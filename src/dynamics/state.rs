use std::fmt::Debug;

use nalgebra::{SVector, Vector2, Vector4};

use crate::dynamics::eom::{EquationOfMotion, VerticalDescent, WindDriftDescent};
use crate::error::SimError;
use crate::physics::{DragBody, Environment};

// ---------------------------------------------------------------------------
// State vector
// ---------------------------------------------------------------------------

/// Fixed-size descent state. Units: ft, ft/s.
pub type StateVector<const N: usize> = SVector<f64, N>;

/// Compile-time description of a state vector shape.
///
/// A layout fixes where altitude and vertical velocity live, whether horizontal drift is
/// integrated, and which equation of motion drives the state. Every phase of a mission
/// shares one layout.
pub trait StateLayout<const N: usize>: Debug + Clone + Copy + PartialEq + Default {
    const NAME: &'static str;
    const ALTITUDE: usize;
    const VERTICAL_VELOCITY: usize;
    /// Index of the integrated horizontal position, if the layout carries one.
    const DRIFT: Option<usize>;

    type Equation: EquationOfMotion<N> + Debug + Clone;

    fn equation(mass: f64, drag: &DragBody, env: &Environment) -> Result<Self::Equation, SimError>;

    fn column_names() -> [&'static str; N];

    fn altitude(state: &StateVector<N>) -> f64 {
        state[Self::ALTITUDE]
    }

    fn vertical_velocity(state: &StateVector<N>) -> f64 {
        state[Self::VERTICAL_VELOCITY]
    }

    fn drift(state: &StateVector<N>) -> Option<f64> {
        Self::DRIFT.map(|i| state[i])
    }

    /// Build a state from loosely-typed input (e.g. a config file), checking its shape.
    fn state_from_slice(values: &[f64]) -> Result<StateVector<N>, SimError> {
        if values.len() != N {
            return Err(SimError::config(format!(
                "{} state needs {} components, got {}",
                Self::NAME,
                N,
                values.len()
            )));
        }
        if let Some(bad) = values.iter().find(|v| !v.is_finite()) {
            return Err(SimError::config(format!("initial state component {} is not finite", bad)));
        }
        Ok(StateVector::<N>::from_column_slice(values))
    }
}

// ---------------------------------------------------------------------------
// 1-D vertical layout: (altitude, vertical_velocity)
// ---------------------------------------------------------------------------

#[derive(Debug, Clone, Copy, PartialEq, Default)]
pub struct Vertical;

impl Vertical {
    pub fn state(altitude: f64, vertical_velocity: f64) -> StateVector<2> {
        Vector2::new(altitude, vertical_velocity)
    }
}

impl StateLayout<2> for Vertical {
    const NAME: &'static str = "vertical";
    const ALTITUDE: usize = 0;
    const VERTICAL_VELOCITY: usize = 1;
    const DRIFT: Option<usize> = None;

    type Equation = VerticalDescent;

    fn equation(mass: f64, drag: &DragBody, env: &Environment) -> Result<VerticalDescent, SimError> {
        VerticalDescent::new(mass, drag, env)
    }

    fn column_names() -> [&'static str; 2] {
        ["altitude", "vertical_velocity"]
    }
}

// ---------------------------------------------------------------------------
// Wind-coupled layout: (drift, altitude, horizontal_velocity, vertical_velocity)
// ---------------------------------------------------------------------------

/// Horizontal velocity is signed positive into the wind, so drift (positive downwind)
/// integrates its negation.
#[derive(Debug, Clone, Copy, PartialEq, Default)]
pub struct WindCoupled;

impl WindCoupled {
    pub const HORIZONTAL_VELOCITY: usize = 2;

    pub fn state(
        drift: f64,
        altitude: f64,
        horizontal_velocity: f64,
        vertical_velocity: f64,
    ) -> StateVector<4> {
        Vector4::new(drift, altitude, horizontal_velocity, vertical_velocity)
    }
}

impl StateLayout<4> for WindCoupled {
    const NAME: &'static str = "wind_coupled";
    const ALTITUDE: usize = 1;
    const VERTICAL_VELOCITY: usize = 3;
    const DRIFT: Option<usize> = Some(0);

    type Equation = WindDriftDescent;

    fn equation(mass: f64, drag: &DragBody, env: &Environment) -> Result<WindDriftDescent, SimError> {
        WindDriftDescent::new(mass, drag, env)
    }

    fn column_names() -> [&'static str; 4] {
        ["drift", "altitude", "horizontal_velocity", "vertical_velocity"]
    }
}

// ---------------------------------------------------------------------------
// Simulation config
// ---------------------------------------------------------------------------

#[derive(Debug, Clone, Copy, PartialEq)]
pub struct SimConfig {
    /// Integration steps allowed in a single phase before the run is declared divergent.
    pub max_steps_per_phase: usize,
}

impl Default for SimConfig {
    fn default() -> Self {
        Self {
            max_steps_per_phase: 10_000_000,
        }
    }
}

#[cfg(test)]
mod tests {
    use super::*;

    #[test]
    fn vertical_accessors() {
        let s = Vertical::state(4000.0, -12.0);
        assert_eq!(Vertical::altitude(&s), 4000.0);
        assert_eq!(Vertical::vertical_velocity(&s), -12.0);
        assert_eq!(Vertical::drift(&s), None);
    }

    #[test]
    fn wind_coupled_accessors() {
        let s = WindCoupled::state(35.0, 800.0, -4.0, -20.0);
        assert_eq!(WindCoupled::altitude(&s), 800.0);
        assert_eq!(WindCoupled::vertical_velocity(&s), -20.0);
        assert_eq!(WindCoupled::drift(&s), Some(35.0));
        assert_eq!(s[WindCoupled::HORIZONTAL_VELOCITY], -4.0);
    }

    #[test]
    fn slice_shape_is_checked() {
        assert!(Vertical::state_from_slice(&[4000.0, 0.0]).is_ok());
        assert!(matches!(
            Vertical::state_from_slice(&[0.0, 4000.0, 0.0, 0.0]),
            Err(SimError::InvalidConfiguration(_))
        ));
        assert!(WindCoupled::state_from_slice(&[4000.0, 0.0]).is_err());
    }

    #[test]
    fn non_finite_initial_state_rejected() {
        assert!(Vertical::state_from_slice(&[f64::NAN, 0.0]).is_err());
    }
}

——————

- TASK TO CARRY OUT
The required output is the stretch of entries above from the line containing "fn default() ->" through the line containing "assert_eq!(WindCoupled::altitude(&s), 800.0);", reproduced exactly.

- RESPONSE TO THIS EXERCISE
    fn default() -> Self {
        Self {
            max_steps_per_phase: 10_000_000,
        }
    }
}

#[cfg(test)]
mod tests {
    use super::*;

    #[test]
    fn vertical_accessors() {
        let s = Vertical::state(4000.0, -12.0);
        assert_eq!(Vertical::altitude(&s), 4000.0);
        assert_eq!(Vertical::vertical_velocity(&s), -12.0);
        assert_eq!(Vertical::drift(&s), None);
    }

    #[test]
    fn wind_coupled_accessors() {
        let s = WindCoupled::state(35.0, 800.0, -4.0, -20.0);
        assert_eq!(WindCoupled::altitude(&s), 800.0);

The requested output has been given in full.